Setiap muslim hendaknya memperhatikan sunnah-sunnah ketika ia akan
keluar masuk rumah yang demikian itu disebut adab dalam rumah. Dengan
melaksanakan adab dalam rumah tersebut Allah swt akan selalu melindungi umatnya
baik di dalam rumah ataupun ketika sedang keluar.
Setiap
manusia pasti ingin mempunyai kedamaian di rumahnya memberikan ketenangan dan
kenyamanan serta rasa aman bagi para penghuninya. Agar kesemua bisa terwujud
manusia diharuskan untuk memenuhi dan melaksanakan adab dalam rumah dan yang
demikian itu merupakan suatu kebajikan yang sempurna yang hanya bisa dimiliki
oleh orang-orang yang bertakwa.
BAB II
PEMBAHASAN
A.
Surat
Al-Baqarah Ayat 189 :
يَسْأَلُونَكَ عَنِ الأهِلَّةِ قُلْ هِيَ مَوَاقِيتُ لِلنَّاسِ
وَالْحَجِّ وَلَيْسَ الْبِرُّ بِأَنْ تَأْتُوْاْ الْبُيُوتَ مِن ظُهُورِهَا
وَلَـكِنَّ الْبِرَّ مَنِ اتَّقَى وَأْتُواْ الْبُيُوتَ مِنْ أَبْوَابِهَا
وَاتَّقُواْ اللّهَ لَعَلَّكُمْ تُفْلِحُونَ
Artinya: Mereka bertanya kepadamu tentang hilal (bulan sabit).

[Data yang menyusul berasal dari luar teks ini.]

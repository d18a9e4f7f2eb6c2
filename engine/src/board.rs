// ═══════════════════════════════════════════════════════════════════════
// Board geometry — index ↔ row/column, queen-line reach, distances
// Pure functions; no roster knowledge.
// ═══════════════════════════════════════════════════════════════════════

/// The 8 queen directions as (row delta, column delta).
pub const DIRECTIONS: [(isize, isize); 8] = [
    (-1, -1), (-1, 0), (-1, 1),
    (0, -1),           (0, 1),
    (1, -1),  (1, 0),  (1, 1),
];

/// Split a linear cell index into `(row, column)`.
pub fn to_row_col(index: usize, board_size: usize) -> (usize, usize) {
    (index / board_size, index % board_size)
}

pub fn to_index(row: usize, col: usize, board_size: usize) -> usize {
    row * board_size + col
}

pub fn is_on_board(index: usize, board_size: usize) -> bool {
    index < board_size * board_size
}

/// Cells reachable from `origin` along the 8 queen lines within
/// `max_distance` steps, sorted ascending. Never includes `origin`.
///
/// Walks each direction outward: O(directions × max_distance).
pub fn cells_in_range(origin: usize, max_distance: usize, board_size: usize) -> Vec<usize> {
    if !is_on_board(origin, board_size) || max_distance == 0 {
        return Vec::new();
    }
    // no line on the board is longer than board_size - 1 steps
    let max_distance = max_distance.min(board_size.saturating_sub(1));
    let (row, col) = to_row_col(origin, board_size);
    let size = board_size as isize;
    let mut cells = Vec::with_capacity(DIRECTIONS.len() * max_distance);

    for &(dr, dc) in &DIRECTIONS {
        let mut r = row as isize;
        let mut c = col as isize;
        for _ in 0..max_distance {
            r += dr;
            c += dc;
            if r < 0 || c < 0 || r >= size || c >= size {
                break;
            }
            cells.push(to_index(r as usize, c as usize, board_size));
        }
    }

    cells.sort_unstable();
    cells
}

/// Same set as [`cells_in_range`], computed by scanning every cell and
/// keeping those on a straight or diagonal line within Chebyshev range.
/// O(board_size²); kept as an independent reference.
pub fn scan_cells_in_range(origin: usize, max_distance: usize, board_size: usize) -> Vec<usize> {
    if !is_on_board(origin, board_size) {
        return Vec::new();
    }
    let (row, col) = to_row_col(origin, board_size);
    let mut cells = Vec::new();

    for r in 0..board_size {
        for c in 0..board_size {
            let dr = r.abs_diff(row);
            let dc = c.abs_diff(col);
            let on_line = r == row || c == col || dr == dc;
            let distance = dr.max(dc);
            if on_line && distance != 0 && distance <= max_distance {
                cells.push(to_index(r, c, board_size));
            }
        }
    }
    cells
}

/// |Δrow| + |Δcol| on the 2-D grid.
pub fn manhattan_distance(a: usize, b: usize, board_size: usize) -> usize {
    let (ra, ca) = to_row_col(a, board_size);
    let (rb, cb) = to_row_col(b, board_size);
    ra.abs_diff(rb) + ca.abs_diff(cb)
}

/// Plain difference of linear indices, as used by AI attack scoring.
pub fn linear_distance(a: usize, b: usize) -> usize {
    a.abs_diff(b)
}

/// Where a cell sits relative to the board edges.
#[derive(Debug, Clone, Copy, PartialEq, Eq)]
pub enum TileKind {
    TopLeft,
    Top,
    TopRight,
    Left,
    Center,
    Right,
    BottomLeft,
    Bottom,
    BottomRight,
}

impl TileKind {
    pub fn of(index: usize, board_size: usize) -> TileKind {
        // 0 = first, 1 = middle, 2 = last along one axis
        let edge = |p: usize| {
            if p == 0 {
                0
            } else if p + 1 == board_size {
                2
            } else {
                1
            }
        };
        let (row, col) = to_row_col(index, board_size);
        match (edge(row), edge(col)) {
            (0, 0) => TileKind::TopLeft,
            (0, 1) => TileKind::Top,
            (0, _) => TileKind::TopRight,
            (1, 0) => TileKind::Left,
            (1, 1) => TileKind::Center,
            (1, _) => TileKind::Right,
            (_, 0) => TileKind::BottomLeft,
            (_, 1) => TileKind::Bottom,
            _ => TileKind::BottomRight,
        }
    }

    pub fn css_class(self) -> &'static str {
        match self {
            TileKind::TopLeft => "top-left",
            TileKind::Top => "top",
            TileKind::TopRight => "top-right",
            TileKind::Left => "left",
            TileKind::Center => "center",
            TileKind::Right => "right",
            TileKind::BottomLeft => "bottom-left",
            TileKind::Bottom => "bottom",
            TileKind::BottomRight => "bottom-right",
        }
    }
}
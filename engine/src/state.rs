// ═══════════════════════════════════════════════════════════════════════
// GameState — the single authoritative snapshot, and its save format
//
// Wire shape (camelCase JSON object):
//   { isPlayerTurn, positionedCharacters: [{character: {level, type,
//     attack, defense, health}, position}], currentTheme, gameOver,
//     statistics }
// The selected cell is UI-transient and is never written.
// ═══════════════════════════════════════════════════════════════════════

use crate::error::StateError;
use crate::navigation;
use crate::types::*;
use serde::{Deserialize, Serialize};
use serde_json::Value;
use std::collections::HashSet;

#[derive(Debug, Clone, PartialEq)]
pub struct GameState {
    pub is_player_turn: bool,
    pub positioned_characters: Vec<PositionedCharacter>,
    pub selected_cell_index: Option<usize>,
    pub current_theme: Theme,
    pub game_over: bool,
    pub statistics: StatRecord,
}

impl Default for GameState {
    fn default() -> Self {
        GameState {
            is_player_turn: true,
            positioned_characters: Vec::new(),
            selected_cell_index: None,
            current_theme: Theme::Prairie,
            game_over: false,
            statistics: StatRecord::default(),
        }
    }
}

/// Borrowed serialization view of a [`GameState`].
#[derive(Serialize)]
#[serde(rename_all = "camelCase")]
struct SavedStateRef<'a> {
    is_player_turn: bool,
    positioned_characters: &'a [PositionedCharacter],
    current_theme: Theme,
    game_over: bool,
    statistics: &'a StatRecord,
}

/// Lenient deserialization target: anything missing takes its default.
#[derive(Deserialize)]
#[serde(default, rename_all = "camelCase")]
struct SavedState {
    is_player_turn: bool,
    positioned_characters: Vec<PositionedCharacter>,
    current_theme: Theme,
    game_over: bool,
    #[serde(deserialize_with = "lenient_statistics")]
    statistics: StatRecord,
}

impl Default for SavedState {
    fn default() -> Self {
        SavedState {
            is_player_turn: true,
            positioned_characters: Vec::new(),
            current_theme: Theme::Prairie,
            game_over: false,
            statistics: StatRecord::default(),
        }
    }
}

fn lenient_statistics<'de, D: serde::Deserializer<'de>>(deserializer: D) -> Result<StatRecord, D::Error> {
    Ok(Option::<StatRecord>::deserialize(deserializer)?.unwrap_or_default())
}

impl GameState {
    pub fn new() -> Self {
        GameState::default()
    }

    pub fn with_roster(roster: Vec<PositionedCharacter>) -> Self {
        GameState { positioned_characters: roster, ..GameState::default() }
    }

    // ── Queries ────────────────────────────────────────────────────────

    pub fn character_at(&self, index: usize) -> Option<&PositionedCharacter> {
        navigation::find_at(&self.positioned_characters, index)
    }

    pub fn faction_count(&self, faction: Faction) -> usize {
        navigation::faction_count(&self.positioned_characters, faction)
    }

    pub fn player_characters(&self) -> Vec<&PositionedCharacter> {
        navigation::faction_members(&self.positioned_characters, Faction::Player)
    }

    pub fn computer_characters(&self) -> Vec<&PositionedCharacter> {
        navigation::faction_members(&self.positioned_characters, Faction::Computer)
    }

    /// Highest level among player-side pieces, 0 if none.
    pub fn max_player_level(&self) -> u32 {
        self.player_characters()
            .iter()
            .map(|pc| pc.character().level)
            .max()
            .unwrap_or(0)
    }

    // ── Serialization ──────────────────────────────────────────────────

    fn saved_ref(&self) -> SavedStateRef<'_> {
        SavedStateRef {
            is_player_turn: self.is_player_turn,
            positioned_characters: &self.positioned_characters,
            current_theme: self.current_theme,
            game_over: self.game_over,
            statistics: &self.statistics,
        }
    }

    /// Flat JSON object with exactly the persisted fields.
    pub fn to_object(&self) -> Value {
        // Serializing plain data into a Value cannot fail.
        serde_json::to_value(self.saved_ref()).unwrap_or(Value::Null)
    }

    pub fn to_json(&self) -> Result<String, StateError> {
        Ok(serde_json::to_string(&self.saved_ref())?)
    }

    /// Rebuild a state from its object form. Missing fields and null
    /// statistics default; an invalid roster is rejected.
    pub fn from_object(object: &Value) -> Result<Self, StateError> {
        let saved = SavedState::deserialize(object)?;
        Self::from_saved(saved)
    }

    pub fn from_json(text: &str) -> Result<Self, StateError> {
        let saved: SavedState = serde_json::from_str(text)?;
        Self::from_saved(saved)
    }

    fn from_saved(saved: SavedState) -> Result<Self, StateError> {
        validate_roster(&saved.positioned_characters)?;
        Ok(GameState {
            is_player_turn: saved.is_player_turn,
            positioned_characters: saved.positioned_characters,
            selected_cell_index: None,
            current_theme: saved.current_theme,
            game_over: saved.game_over,
            statistics: saved.statistics,
        })
    }
}

/// Positions on the board and pairwise distinct; every piece alive.
pub fn validate_roster(roster: &[PositionedCharacter]) -> Result<(), StateError> {
    let mut seen = HashSet::new();
    for pc in roster {
        if !pc.character().is_alive() {
            return Err(StateError::InvalidRoster(format!(
                "dead {} at position {}",
                pc.character().kind(),
                pc.position()
            )));
        }
        if pc.position() >= CELL_COUNT {
            return Err(StateError::InvalidRoster(format!("position {} is off the board", pc.position())));
        }
        if !seen.insert(pc.position()) {
            return Err(StateError::InvalidRoster(format!("position {} is used twice", pc.position())));
        }
    }
    Ok(())
}
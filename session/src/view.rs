// ═══════════════════════════════════════════════════════════════════════
// Board View — callbacks the controller drives on the rendering layer
//
// The two animation callbacks are async: the controller awaits each one
// before evaluating the next step of the turn, so a renderer can hold the
// game until a health bar or damage number has finished playing.
// ═══════════════════════════════════════════════════════════════════════

use tactics_engine::types::*;

#[derive(Debug, Clone, Copy, PartialEq, Eq)]
pub enum Highlight {
    /// Selected own piece.
    Yellow,
    /// Legal move destination.
    Green,
    /// Legal attack target.
    Red,
}

#[derive(Debug, Clone, Copy, PartialEq, Eq)]
pub enum Cursor {
    Auto,
    Pointer,
    Crosshair,
    NotAllowed,
}

#[allow(async_fn_in_trait)]
pub trait BoardView {
    fn draw_board(&mut self, theme: Theme);
    fn render_roster(&mut self, roster: &[PositionedCharacter]);
    fn highlight_cell(&mut self, index: usize, color: Highlight);
    fn clear_highlight(&mut self, index: usize);
    fn set_cursor(&mut self, cursor: Cursor);
    fn show_tooltip(&mut self, text: &str, index: usize);
    fn hide_tooltip(&mut self, index: usize);

    /// Play a health bar change. Values are unclamped model health.
    async fn animate_health(&mut self, index: usize, from: f64, to: f64);
    async fn show_damage_number(&mut self, index: usize, amount: f64);

    fn show_message(&mut self, text: &str);
    fn show_error(&mut self, text: &str);
}

/// Renders nothing. Used by headless games.
#[derive(Debug, Clone, Copy, Default)]
pub struct NullView;

impl BoardView for NullView {
    fn draw_board(&mut self, _theme: Theme) {}
    fn render_roster(&mut self, _roster: &[PositionedCharacter]) {}
    fn highlight_cell(&mut self, _index: usize, _color: Highlight) {}
    fn clear_highlight(&mut self, _index: usize) {}
    fn set_cursor(&mut self, _cursor: Cursor) {}
    fn show_tooltip(&mut self, _text: &str, _index: usize) {}
    fn hide_tooltip(&mut self, _index: usize) {}
    async fn animate_health(&mut self, _index: usize, _from: f64, _to: f64) {}
    async fn show_damage_number(&mut self, _index: usize, _amount: f64) {}
    fn show_message(&mut self, text: &str) {
        log::debug!("message: {}", text);
    }
    fn show_error(&mut self, text: &str) {
        log::debug!("error: {}", text);
    }
}

/// Clamp model health into the displayable 0..=100 band.
pub fn display_health(health: f64) -> f64 {
    health.clamp(0.0, MAX_HEALTH)
}
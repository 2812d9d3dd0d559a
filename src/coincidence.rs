//! Index of Coincidence
//!
//! IC(S) = Σ f_i·(f_i − 1) / (n·(n − 1)), the probability that two letters
//! drawn without replacement from S are the same. English text sits near
//! 0.066; a uniform distribution over 26 letters sits near 1/26 ≈ 0.0385.

use crate::frequency::LetterCounts;
use crate::normalize::ALPHABET_LEN;

/// Typical IC of English prose
pub const ENGLISH_IC: f64 = 0.0667;

/// IC of uniformly random letters
pub const RANDOM_IC: f64 = 1.0 / ALPHABET_LEN as f64;

/// Index of Coincidence of a letter histogram
///
/// Returns 0.0 for fewer than two letters.
pub fn index_of_coincidence_from_counts(counts: &LetterCounts) -> f64 {
    let n = counts.total();
    if n <= 1 {
        return 0.0;
    }

    let matching_pairs: usize = counts
        .as_array()
        .iter()
        .map(|&f| f * f.saturating_sub(1))
        .sum();

    matching_pairs as f64 / (n as f64 * (n - 1) as f64)
}

/// Index of Coincidence of a letter sequence
///
/// Letters are counted case-insensitively and non-letters are ignored.
///
/// # Example
/// ```
/// use vigenere::coincidence::index_of_coincidence;
///
/// assert_eq!(index_of_coincidence(b"AAAA"), 1.0);
/// assert_eq!(index_of_coincidence(b"A"), 0.0);
/// assert_eq!(index_of_coincidence(b"ABCD"), 0.0);
/// ```
pub fn index_of_coincidence(letters: &[u8]) -> f64 {
    index_of_coincidence_from_counts(&LetterCounts::from_letters(letters.iter().copied()))
}

#[cfg(test)]
mod tests {
    use super::*;

    #[test]
    fn test_empty_and_single() {
        assert_eq!(index_of_coincidence(b""), 0.0);
        assert_eq!(index_of_coincidence(b"Q"), 0.0);
    }

    #[test]
    fn test_repeated_letter_is_one() {
        assert_eq!(index_of_coincidence(b"AAAA"), 1.0);
        assert_eq!(index_of_coincidence(b"zz"), 1.0);
    }

    #[test]
    fn test_known_value() {
        // AABB: pairs = 2 + 2 = 4, n(n-1) = 12
        let ic = index_of_coincidence(b"AABB");
        assert!((ic - 4.0 / 12.0).abs() < 1e-12);
    }

    #[test]
    fn test_case_and_punctuation_ignored() {
        assert_eq!(
            index_of_coincidence(b"a-A, b.B"),
            index_of_coincidence(b"AABB")
        );
    }

    #[test]
    fn test_full_alphabet_uniform() {
        let alphabet: Vec<u8> = (b'A'..=b'Z').cycle().take(26 * 40).collect();
        let ic = index_of_coincidence(&alphabet);
        assert!((ic - RANDOM_IC).abs() < 0.002, "ic {}", ic);
        assert!(ic < RANDOM_IC);
    }

    #[test]
    fn test_english_sample_near_english_ic() {
        let sample = include_str!(concat!(
            env!("CARGO_MANIFEST_DIR"),
            "/tests/fixtures/english_prose.txt"
        ));
        let ic = index_of_coincidence(sample.as_bytes());
        assert!((ic - ENGLISH_IC).abs() < 0.004, "ic {}", ic);
    }
}
//! Key-length estimation with the Index of Coincidence
//!
//! For each trial length L the normalized ciphertext is split into L
//! interleaved columns. With the right L every column is a Caesar shift of
//! English, so the average column IC rises to the English level; with a
//! wrong L the columns mix alphabets and the IC stays near the random level.

use super::config::{AcceptancePolicy, AnalysisConfig, IcBand};
use crate::coincidence::index_of_coincidence_from_counts;
use crate::normalize::NormalizedText;
use serde::Serialize;

/// Outcome of one trial key length
#[derive(Debug, Clone, Copy, PartialEq, Serialize)]
pub struct KeyLengthTrial {
    pub key_length: usize,

    /// Mean IC over the columns holding at least two letters
    pub average_ic: f64,

    /// Number of columns that contributed to `average_ic`
    pub valid_columns: usize,

    /// Whether `average_ic` lies strictly inside the acceptance band
    #[serde(rename = "accepted")]
    pub in_band: bool,
}

/// Final answer of the key-length search
#[derive(Debug, Clone, Copy, PartialEq, Serialize)]
#[serde(tag = "status", rename_all = "snake_case")]
pub enum KeyLengthEstimate {
    Found { key_length: usize, average_ic: f64 },

    /// No trial length had an average IC inside the acceptance band
    Undetermined,
}

impl KeyLengthEstimate {
    pub fn key_length(&self) -> Option<usize> {
        match self {
            KeyLengthEstimate::Found { key_length, .. } => Some(*key_length),
            KeyLengthEstimate::Undetermined => None,
        }
    }

    pub fn is_found(&self) -> bool {
        matches!(self, KeyLengthEstimate::Found { .. })
    }
}

/// Every trial evaluated by the search, plus the estimate
///
/// With first-match the trials stop at the accepted length; with
/// best-of-range they cover the whole range.
#[derive(Debug, Clone, PartialEq)]
pub struct KeyLengthSearch {
    pub trials: Vec<KeyLengthTrial>,
    pub estimate: KeyLengthEstimate,
    pub policy: AcceptancePolicy,
}

/// Average IC over the columns of `text` for `key_length`
///
/// Columns with fewer than two letters are skipped. Returns the average and
/// the number of columns used; `(0.0, 0)` when no column qualifies.
pub fn average_column_ic(text: &NormalizedText, key_length: usize) -> (f64, usize) {
    let mut total = 0.0;
    let mut valid_columns = 0;

    for column in text.columns(key_length) {
        if column.len() <= 1 {
            continue;
        }
        total += index_of_coincidence_from_counts(&column.counts());
        valid_columns += 1;
    }

    if valid_columns == 0 {
        return (0.0, 0);
    }

    (total / valid_columns as f64, valid_columns)
}

/// Evaluate a single trial key length against the acceptance band
pub fn evaluate_trial(text: &NormalizedText, key_length: usize, band: &IcBand) -> KeyLengthTrial {
    let (average_ic, valid_columns) = average_column_ic(text, key_length);

    let trial = KeyLengthTrial {
        key_length,
        average_ic,
        valid_columns,
        in_band: band.contains(average_ic),
    };

    tracing::debug!(
        "Possible key length {}: avg IC {:.6} over {} columns{}",
        key_length,
        average_ic,
        valid_columns,
        if trial.in_band { " (in band)" } else { "" }
    );

    trial
}

/// Search trial key lengths `1..=config.max_key_length`
///
/// # Example
/// ```
/// use vigenere::analysis::{estimate_key_length, AnalysisConfig, KeyLengthEstimate};
/// use vigenere::normalize::NormalizedText;
///
/// // Far too short to carry any statistical signal
/// let text = NormalizedText::from_raw("QWERTY");
/// let search = estimate_key_length(&text, &AnalysisConfig::default());
/// assert_eq!(search.estimate, KeyLengthEstimate::Undetermined);
/// assert_eq!(search.trials.len(), 55);
/// ```
pub fn estimate_key_length(text: &NormalizedText, config: &AnalysisConfig) -> KeyLengthSearch {
    let search = match config.policy {
        AcceptancePolicy::FirstMatch => first_match(text, config),
        AcceptancePolicy::BestOfRange => best_of_range(text, config),
    };

    match search.estimate {
        KeyLengthEstimate::Found {
            key_length,
            average_ic,
        } => tracing::info!(
            "Best matching key length: {} with avg IC {:.6} ({} trials, {})",
            key_length,
            average_ic,
            search.trials.len(),
            search.policy
        ),
        KeyLengthEstimate::Undetermined => tracing::info!(
            "No key length in 1..={} has an avg IC inside ({}, {})",
            config.max_key_length,
            config.acceptance_band.low,
            config.acceptance_band.high
        ),
    }

    search
}

// The first in-band trial wins even if a later trial scores closer to English.
fn first_match(text: &NormalizedText, config: &AnalysisConfig) -> KeyLengthSearch {
    let mut trials = Vec::new();

    for key_length in 1..=config.max_key_length {
        let trial = evaluate_trial(text, key_length, &config.acceptance_band);
        trials.push(trial);

        if trial.in_band {
            return KeyLengthSearch {
                trials,
                estimate: KeyLengthEstimate::Found {
                    key_length,
                    average_ic: trial.average_ic,
                },
                policy: AcceptancePolicy::FirstMatch,
            };
        }
    }

    KeyLengthSearch {
        trials,
        estimate: KeyLengthEstimate::Undetermined,
        policy: AcceptancePolicy::FirstMatch,
    }
}

// Ties on distance keep the smaller key length.
fn best_of_range(text: &NormalizedText, config: &AnalysisConfig) -> KeyLengthSearch {
    let trials: Vec<KeyLengthTrial> = (1..=config.max_key_length)
        .map(|key_length| evaluate_trial(text, key_length, &config.acceptance_band))
        .collect();

    let mut best: Option<&KeyLengthTrial> = None;
    for trial in trials.iter().filter(|t| t.in_band) {
        let distance = (trial.average_ic - config.target_ic).abs();
        let improves = match best {
            Some(current) => distance < (current.average_ic - config.target_ic).abs(),
            None => true,
        };
        if improves {
            best = Some(trial);
        }
    }

    let estimate = match best {
        Some(trial) => KeyLengthEstimate::Found {
            key_length: trial.key_length,
            average_ic: trial.average_ic,
        },
        None => KeyLengthEstimate::Undetermined,
    };

    KeyLengthSearch {
        trials,
        estimate,
        policy: AcceptancePolicy::BestOfRange,
    }
}

#[cfg(test)]
mod tests {
    use super::*;

    fn config_with_band(low: f64, high: f64) -> AnalysisConfig {
        AnalysisConfig {
            acceptance_band: IcBand { low, high },
            ..AnalysisConfig::default()
        }
    }

    #[test]
    fn test_average_ic_skips_short_columns() {
        // L=4 over "AAAAB": columns "AB", "A", "A", "A"; only "AB" qualifies
        let text = NormalizedText::from_raw("AAAAB");
        let (average_ic, valid_columns) = average_column_ic(&text, 4);
        assert_eq!(valid_columns, 1);
        assert_eq!(average_ic, 0.0);
    }

    #[test]
    fn test_average_ic_no_valid_columns() {
        let text = NormalizedText::from_raw("ABC");
        assert_eq!(average_column_ic(&text, 3), (0.0, 0));
        assert_eq!(average_column_ic(&text, 10), (0.0, 0));
        assert_eq!(average_column_ic(&NormalizedText::default(), 1), (0.0, 0));
    }

    #[test]
    fn test_average_ic_periodic_text() {
        // Period 3: every column is a single repeated letter
        let text = NormalizedText::from_raw(&"XYZ".repeat(20));
        let (average_ic, valid_columns) = average_column_ic(&text, 3);
        assert_eq!(valid_columns, 3);
        assert_eq!(average_ic, 1.0);
    }

    #[test]
    fn test_first_match_stops_at_first_in_band() {
        // Period 3 text: L=3, 6, 9, ... all give IC 1.0
        let text = NormalizedText::from_raw(&"XYZ".repeat(30));
        let search = estimate_key_length(&text, &config_with_band(0.9, 1.01));

        assert_eq!(search.estimate.key_length(), Some(3));
        assert_eq!(search.trials.len(), 3);
        assert!(!search.trials[0].in_band);
        assert!(!search.trials[1].in_band);
        assert!(search.trials[2].in_band);
    }

    #[test]
    fn test_first_match_exhausts_range_when_undetermined() {
        let text = NormalizedText::from_raw(&"XYZ".repeat(30));
        let config = AnalysisConfig {
            max_key_length: 10,
            ..AnalysisConfig::default()
        };
        let search = estimate_key_length(&text, &config);

        assert_eq!(search.estimate, KeyLengthEstimate::Undetermined);
        assert!(!search.estimate.is_found());
        assert_eq!(search.trials.len(), 10);
        let lengths: Vec<usize> = search.trials.iter().map(|t| t.key_length).collect();
        assert_eq!(lengths, (1..=10).collect::<Vec<_>>());
    }

    #[test]
    fn test_best_of_range_evaluates_every_length() {
        let text = NormalizedText::from_raw(&"XYZ".repeat(30));
        let config = AnalysisConfig {
            max_key_length: 12,
            policy: AcceptancePolicy::BestOfRange,
            target_ic: 1.0,
            ..config_with_band(0.9, 1.01)
        };
        let search = estimate_key_length(&text, &config);

        assert_eq!(search.trials.len(), 12);
        assert_eq!(search.policy, AcceptancePolicy::BestOfRange);
        // L = 3, 6, 9, 12 tie at distance 0; the smallest wins
        assert_eq!(search.estimate.key_length(), Some(3));
    }

    #[test]
    fn test_best_of_range_undetermined() {
        let text = NormalizedText::from_raw("QWERTYUIOP");
        let config = AnalysisConfig {
            policy: AcceptancePolicy::BestOfRange,
            ..AnalysisConfig::default()
        };
        let search = estimate_key_length(&text, &config);
        assert_eq!(search.estimate, KeyLengthEstimate::Undetermined);
        assert_eq!(search.trials.len(), 55);
    }

    #[test]
    fn test_empty_text_is_undetermined() {
        let search = estimate_key_length(&NormalizedText::default(), &AnalysisConfig::default());
        assert_eq!(search.estimate, KeyLengthEstimate::Undetermined);
        assert!(search.trials.iter().all(|t| t.valid_columns == 0 && t.average_ic == 0.0));
    }

    #[test]
    fn test_estimate_serializes_with_status_tag() {
        let found = KeyLengthEstimate::Found {
            key_length: 6,
            average_ic: 0.0675,
        };
        let json = serde_json::to_value(found).unwrap();
        assert_eq!(json["status"], "found");
        assert_eq!(json["key_length"], 6);

        let json = serde_json::to_value(KeyLengthEstimate::Undetermined).unwrap();
        assert_eq!(json["status"], "undetermined");
    }
}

Katakanlah: “Hilal itu adalah tanda-tanda waktu bagi manusia dan bagi ibadah
haji.” Dan bukanlah kebajikan memasuki rumah-rumah dari belakangnya, akan
tetapi kebajikan itu ialah milik orang yang bertakwa. Dan masuklah ke
rumah-rumah itu dari pintunya, serta bertakwalah kepada Allah agar kalian
beruntung. (Surat Al-Baqarah : 189)[1]
B.
Penjelasan ayat
Ayat ini adalah transisi sebelum subjek pembahasan pindah ke
masalah perang dan haji. Betapa tidak, tema yang dibicarakannya adalah hilal
(bulan sabit) selain terkait dengan masalah haji juga dengan puasa Ramadhan.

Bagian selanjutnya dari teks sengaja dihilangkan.